Complex Facial Expression Recognition Using Deep Knowledge Distillation of Basic Features

Complex emotion recognition is a cognitive task that has so far eluded the same excellent performance of other tasks that are at or above the level of human cognition. Emotion recognition through facial expressions is particularly difficult due to the complexity of emotions expressed by the human face. For a machine to approach the same level of performance in this domain as a human, it may need to synthesise knowledge and understand new concepts in real-time as humans do. Humans are able to learn new concepts using only few examples, by distilling the important information from memories and discarding the rest. Similarly, continual learning methods learn new classes whilst retaining the knowledge of known classes, whilst few-shot learning methods are able to learn new classes using very few training examples. We propose a novel continual learning method inspired by human cognition and learning that can accurately recognise new compound expression classes using few training samples, by building on and retaining its knowledge of basic expression classes. Using GradCAM visualisations, we demonstrate the relationship between basic and compound facial expressions, which our method leverages through knowledge distillation and a novel Predictive Sorting Memory Replay. Our method achieves the current state-of-the-art in continual learning for complex facial expression recognition with 74.28% Overall Accuracy on new classes. We also demonstrate that using continual learning for complex facial expression recognition achieves far better performance than non-continual learning methods, improving on state-of-the-art non-continual learning methods by 13.95%. To the best of our knowledge, our work is also the first to apply few-shot learning to complex facial expression recognition, achieving the state-of-the-art with 100% accuracy using a single training sample for each expression class.

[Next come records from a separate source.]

//! Wire-level structures for the line-delimited JSON-RPC protocol.
//!
//! Every frame is one JSON object. Requests carry `id` and `method`;
//! notifications carry `method` only; responses echo the request `id` and
//! carry exactly one of `result` or `error`.

use std::fmt;

use serde::ser::Serializer;
use serde::{Deserialize, Serialize};
use serde_json::{Map, Value};
use thiserror::Error;
use tool_primitives::RequestId;
use tool_registry::ToolDescriptor;

/// Protocol version tag written on every response.
pub const JSONRPC_VERSION: &str = "2.0";

/// Session protocol version reported when the client does not ask for one.
pub const DEFAULT_PROTOCOL_VERSION: &str = "2024-11-05";

/// A decoded request that expects exactly one response.
#[derive(Debug, Clone, PartialEq)]
pub struct Request {
    id: RequestId,
    method: String,
    params: Option<Value>,
}

impl Request {
    /// Creates a request.
    #[must_use]
    pub fn new(id: impl Into<RequestId>, method: impl Into<String>, params: Option<Value>) -> Self {
        Self {
            id: id.into(),
            method: method.into(),
            params,
        }
    }

    /// Returns the caller-supplied correlation id.
    #[must_use]
    pub fn id(&self) -> &RequestId {
        &self.id
    }

    /// Returns the method name exactly as received.
    #[must_use]
    pub fn method(&self) -> &str {
        &self.method
    }

    /// Returns the raw parameters, if any were sent.
    #[must_use]
    pub fn params(&self) -> Option<&Value> {
        self.params.as_ref()
    }
}

/// A decoded message that carries no id and is never answered.
#[derive(Debug, Clone, PartialEq)]
pub struct Notification {
    method: String,
    params: Option<Value>,
}

impl Notification {
    /// Returns the notification method.
    #[must_use]
    pub fn method(&self) -> &str {
        &self.method
    }

    /// Returns the raw parameters, if any were sent.
    #[must_use]
    pub fn params(&self) -> Option<&Value> {
        self.params.as_ref()
    }
}

/// Classification of one inbound frame.
#[derive(Debug, Clone, PartialEq)]
pub enum Incoming {
    /// Needs a correlated response.
    Request(Request),
    /// Fire-and-forget.
    Notification(Notification),
}

/// Frames that cannot be correlated to a request id.
#[derive(Debug, Error)]
pub enum FrameError {
    /// The bytes were not valid JSON, or a field had an unsupported type.
    #[error("malformed frame: {reason}")]
    Malformed {
        /// Decoder diagnostic.
        reason: String,
    },
    /// The frame was valid JSON but not an object.
    #[error("frame is not a JSON object")]
    NotAnObject,
    /// The frame carried neither `id` nor `method`.
    #[error("frame has neither an id nor a method")]
    Uncorrelated,
}

#[derive(Deserialize)]
struct RawFrame {
    #[serde(default)]
    id: Option<RequestId>,
    #[serde(default)]
    method: Option<Value>,
    #[serde(default)]
    params: Option<Value>,
}

/// Decodes one frame.
///
/// A frame with a usable `id` always decodes to a [`Request`], even when its
/// method is missing or not a string, so the caller can still answer it.
///
/// # Errors
///
/// Returns [`FrameError`] when no response can be correlated to the frame.
pub fn decode_frame(bytes: &[u8]) -> Result<Incoming, FrameError> {
    let value: Value = serde_json::from_slice(bytes).map_err(|err| FrameError::Malformed {
        reason: err.to_string(),
    })?;
    if !value.is_object() {
        return Err(FrameError::NotAnObject);
    }

    let raw: RawFrame = serde_json::from_value(value).map_err(|err| FrameError::Malformed {
        reason: err.to_string(),
    })?;

    match (raw.id, raw.method) {
        (Some(id), method) => Ok(Incoming::Request(Request {
            id,
            method: method_name(method),
            params: raw.params,
        })),
        (None, Some(Value::String(method))) => Ok(Incoming::Notification(Notification {
            method,
            params: raw.params,
        })),
        (None, _) => Err(FrameError::Uncorrelated),
    }
}

fn method_name(method: Option<Value>) -> String {
    match method {
        Some(Value::String(name)) => name,
        Some(other) => other.to_string(),
        None => String::new(),
    }
}

/// Closed set of error kinds surfaced to callers.
#[derive(Debug, Clone, Copy, PartialEq, Eq, Hash, Serialize, Deserialize)]
pub enum ErrorCode {
    /// Unrecognized top-level method.
    MethodNotFound,
    /// Requested tool is not registered.
    ToolNotFound,
    /// Arguments missing, mistyped, or not shaped as expected.
    InvalidArguments,
    /// Handler ran but its underlying operation did not succeed.
    ToolExecutionFailed,
}

impl ErrorCode {
    /// Returns the wire spelling of the code.
    #[must_use]
    pub const fn as_str(self) -> &'static str {
        match self {
            Self::MethodNotFound => "MethodNotFound",
            Self::ToolNotFound => "ToolNotFound",
            Self::InvalidArguments => "InvalidArguments",
            Self::ToolExecutionFailed => "ToolExecutionFailed",
        }
    }
}

impl fmt::Display for ErrorCode {
    fn fmt(&self, f: &mut fmt::Formatter<'_>) -> fmt::Result {
        f.write_str(self.as_str())
    }
}

/// Error payload carried by failed responses.
#[derive(Debug, Clone, PartialEq, Eq, Serialize, Deserialize)]
pub struct ErrorBody {
    /// Machine readable error code.
    #[serde(rename = "errorCode")]
    pub code: ErrorCode,
    /// Human readable error message.
    #[serde(rename = "errorMessage")]
    pub message: String,
}

/// Outcome of a single request.
#[derive(Debug, Clone, PartialEq)]
pub enum Outcome {
    /// Success payload.
    Result(Value),
    /// Failure payload.
    Error(ErrorBody),
}

/// Response correlated to a [`Request`] by id.
#[derive(Debug, Clone, PartialEq)]
pub struct Response {
    id: RequestId,
    outcome: Outcome,
}

impl Response {
    /// Creates a success response.
    #[must_use]
    pub fn success(id: RequestId, result: Value) -> Self {
        Self {
            id,
            outcome: Outcome::Result(result),
        }
    }

    /// Creates an error response.
    #[must_use]
    pub fn failure(id: RequestId, code: ErrorCode, message: impl Into<String>) -> Self {
        Self {
            id,
            outcome: Outcome::Error(ErrorBody {
                code,
                message: message.into(),
            }),
        }
    }

    /// Returns the correlation id.
    #[must_use]
    pub fn id(&self) -> &RequestId {
        &self.id
    }

    /// Returns the outcome.
    #[must_use]
    pub fn outcome(&self) -> &Outcome {
        &self.outcome
    }

    /// Returns the success payload, if any.
    #[must_use]
    pub fn result(&self) -> Option<&Value> {
        match &self.outcome {
            Outcome::Result(value) => Some(value),
            Outcome::Error(_) => None,
        }
    }

    /// Returns the error payload, if any.
    #[must_use]
    pub fn error(&self) -> Option<&ErrorBody> {
        match &self.outcome {
            Outcome::Result(_) => None,
            Outcome::Error(body) => Some(body),
        }
    }
}

#[derive(Serialize)]
struct Envelope<'a> {
    jsonrpc: &'static str,
    id: &'a RequestId,
    #[serde(skip_serializing_if = "Option::is_none")]
    result: Option<&'a Value>,
    #[serde(skip_serializing_if = "Option::is_none")]
    error: Option<&'a ErrorBody>,
}

impl Serialize for Response {
    fn serialize<S>(&self, serializer: S) -> Result<S::Ok, S::Error>
    where
        S: Serializer,
    {
        Envelope {
            jsonrpc: JSONRPC_VERSION,
            id: &self.id,
            result: self.result(),
            error: self.error(),
        }
        .serialize(serializer)
    }
}

/// Encodes a response as a single line of JSON, without the terminator.
///
/// # Errors
///
/// Returns the serializer error if the payload cannot be encoded.
pub fn encode_response(response: &Response) -> serde_json::Result<Vec<u8>> {
    serde_json::to_vec(response)
}

/// Parameters of a `tools/call` request.
#[derive(Debug, Clone, Deserialize)]
pub struct CallToolParams {
    /// Name of the tool to invoke.
    pub name: String,
    /// Raw, unvalidated arguments.
    #[serde(default)]
    pub arguments: Option<Map<String, Value>>,
}

/// Result payload of a `tools/list` request.
#[derive(Debug, Serialize)]
pub struct ListToolsResult<'a> {
    /// Registered tools in registration order.
    pub tools: Vec<&'a ToolDescriptor>,
}

/// Name and version advertised during `initialize`.
#[derive(Debug, Clone, PartialEq, Eq, Serialize, Deserialize)]
pub struct ServerInfo {
    /// Server name.
    pub name: String,
    /// Server version.
    pub version: String,
}

impl ServerInfo {
    /// Creates server info.
    #[must_use]
    pub fn new(name: impl Into<String>, version: impl Into<String>) -> Self {
        Self {
            name: name.into(),
            version: version.into(),
        }
    }
}

/// Parameters of an `initialize` request; every field is optional.
#[derive(Debug, Clone, Default, Deserialize)]
pub struct InitializeParams {
    /// Protocol version requested by the client.
    #[serde(default, rename = "protocolVersion")]
    pub protocol_version: Option<Value>,
}

/// Result payload of an `initialize` request.
#[derive(Debug, Clone, Serialize)]
pub struct InitializeResult {
    /// Negotiated protocol version.
    #[serde(rename = "protocolVersion")]
    pub protocol_version: String,
    /// Advertised capabilities.
    pub capabilities: ServerCapabilities,
    /// Server identity.
    #[serde(rename = "serverInfo")]
    pub server_info: ServerInfo,
}

/// Capability block of [`InitializeResult`].
#[derive(Debug, Clone, Default, Serialize)]
pub struct ServerCapabilities {
    /// Tool capability flags; currently always empty.
    pub tools: Map<String, Value>,
}

#[cfg(test)]
mod tests {
    use super::*;
    use serde_json::json;

    #[test]
    fn decodes_request_with_params() {
        let frame = br#"{"jsonrpc":"2.0","id":1,"method":"tools/call","params":{"name":"calculate_sum"}}"#;
        let Incoming::Request(request) = decode_frame(frame).unwrap() else {
            panic!("expected request");
        };
        assert_eq!(request.id(), &RequestId::from(1_i64));
        assert_eq!(request.method(), "tools/call");
        assert_eq!(request.params().unwrap()["name"], "calculate_sum");
    }

    #[test]
    fn decodes_notification_without_id() {
        let frame = br#"{"jsonrpc":"2.0","method":"notifications/initialized"}"#;
        let Incoming::Notification(note) = decode_frame(frame).unwrap() else {
            panic!("expected notification");
        };
        assert_eq!(note.method(), "notifications/initialized");
    }

    #[test]
    fn request_without_method_is_still_correlated() {
        let Incoming::Request(request) = decode_frame(br#"{"id":"x"}"#).unwrap() else {
            panic!("expected request");
        };
        assert_eq!(request.method(), "");

        let Incoming::Request(request) = decode_frame(br#"{"id":"y","method":5}"#).unwrap()
        else {
            panic!("expected request");
        };
        assert_eq!(request.method(), "5");
    }

    #[test]
    fn rejects_uncorrelatable_frames() {
        assert!(matches!(
            decode_frame(b"not json"),
            Err(FrameError::Malformed { .. })
        ));
        assert!(matches!(decode_frame(b"[1,2]"), Err(FrameError::NotAnObject)));
        assert!(matches!(
            decode_frame(br#"{"id":true,"method":"ping"}"#),
            Err(FrameError::Malformed { .. })
        ));
        assert!(matches!(
            decode_frame(br#"{"result":{}}"#),
            Err(FrameError::Uncorrelated)
        ));
    }

    #[test]
    fn encodes_success_envelope() {
        let response = Response::success(RequestId::from("a"), json!({ "toolResult": 5 }));
        let value: Value = serde_json::from_slice(&encode_response(&response).unwrap()).unwrap();
        assert_eq!(
            value,
            json!({ "jsonrpc": "2.0", "id": "a", "result": { "toolResult": 5 } })
        );
    }

    #[test]
    fn encodes_error_envelope() {
        let response = Response::failure(RequestId::from(9_i64), ErrorCode::ToolNotFound, "nope");
        let value: Value = serde_json::from_slice(&encode_response(&response).unwrap()).unwrap();
        assert_eq!(
            value,
            json!({
                "jsonrpc": "2.0",
                "id": 9,
                "error": { "errorCode": "ToolNotFound", "errorMessage": "nope" }
            })
        );
    }

    #[test]
    fn numeric_ids_outside_i64_are_echoed_exactly() {
        for (frame, id) in [
            (&br#"{"id":9223372036854775808,"method":"ping"}"#[..], "9223372036854775808"),
            (&br#"{"id":1.5,"method":"ping"}"#[..], "1.5"),
        ] {
            let Incoming::Request(request) = decode_frame(frame).unwrap() else {
                panic!("expected request for id {id}");
            };
            let response = Response::success(request.id().clone(), json!({}));
            let encoded = String::from_utf8(encode_response(&response).unwrap()).unwrap();
            assert_eq!(encoded, format!(r#"{{"jsonrpc":"2.0","id":{id},"result":{{}}}}"#));
        }
    }

    #[test]
    fn error_code_wire_spelling_matches_serde() {
        for code in [
            ErrorCode::MethodNotFound,
            ErrorCode::ToolNotFound,
            ErrorCode::InvalidArguments,
            ErrorCode::ToolExecutionFailed,
        ] {
            assert_eq!(serde_json::to_value(code).unwrap(), json!(code.as_str()));
        }
    }
}
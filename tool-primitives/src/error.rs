//! Shared error definitions for toolwire primitives.

use thiserror::Error;
use uuid::Error as UuidError;

/// Result alias used throughout the tool server.
pub type Result<T> = std::result::Result<T, Error>;

/// Errors that can occur while constructing primitive types.
#[derive(Debug, Error)]
pub enum Error {
    /// The provided session identifier could not be parsed.
    #[error("invalid session id: {source}")]
    InvalidSessionId {
        /// Source parsing error from the UUID library.
        #[from]
        source: UuidError,
    },

    /// Tool name failed validation.
    #[error("invalid tool name `{name}`: {reason}")]
    InvalidToolName {
        /// The offending name.
        name: String,
        /// Human-readable reason for rejection.
        reason: String,
    },
}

翻译：复杂情绪识别是一项至今仍未达到与人类认知水平相当卓越性能的认知任务。由于人类面部所表达情绪的复杂性，通过面部表情进行情绪识别尤为困难。要使机器在该领域达到与人类相近的性能，它可能需要像人类一样实时综合知识并理解新概念。人类能够通过仅需少量样本即可学习新概念，其核心在于从记忆中提炼重要信息并摒弃其余内容。类似地，持续学习方法能够在保留已知类别知识的同时学习新类别，而少样本学习方法则能利用极少量训练样本学习新类别。我们提出了一种受人类认知与学习启发的新型持续学习方法，该方法通过构建并保留对基本表情类别的知识，能够仅用少量训练样本准确识别新的复合表情类别。利用GradCAM可视化，我们展示了基本面部表情与复合面部表情之间的关系，我们的方法通过知识蒸馏和一种新型预测排序记忆回放机制充分利用了这一关系。我们的方法在复杂面部表情识别的持续学习中达到了当前最优性能，新类别总体准确率为74.28%。我们还证明了将持续学习用于复杂面部表情识别比非持续学习方法具有更优越的性能，相较于现有最优非持续学习方法提升了13.95%。据我们所知，本研究还是首次将少样本学习应用于复杂面部表情识别，仅需每个表情类别一个训练样本即可实现100%准确率的最优性能。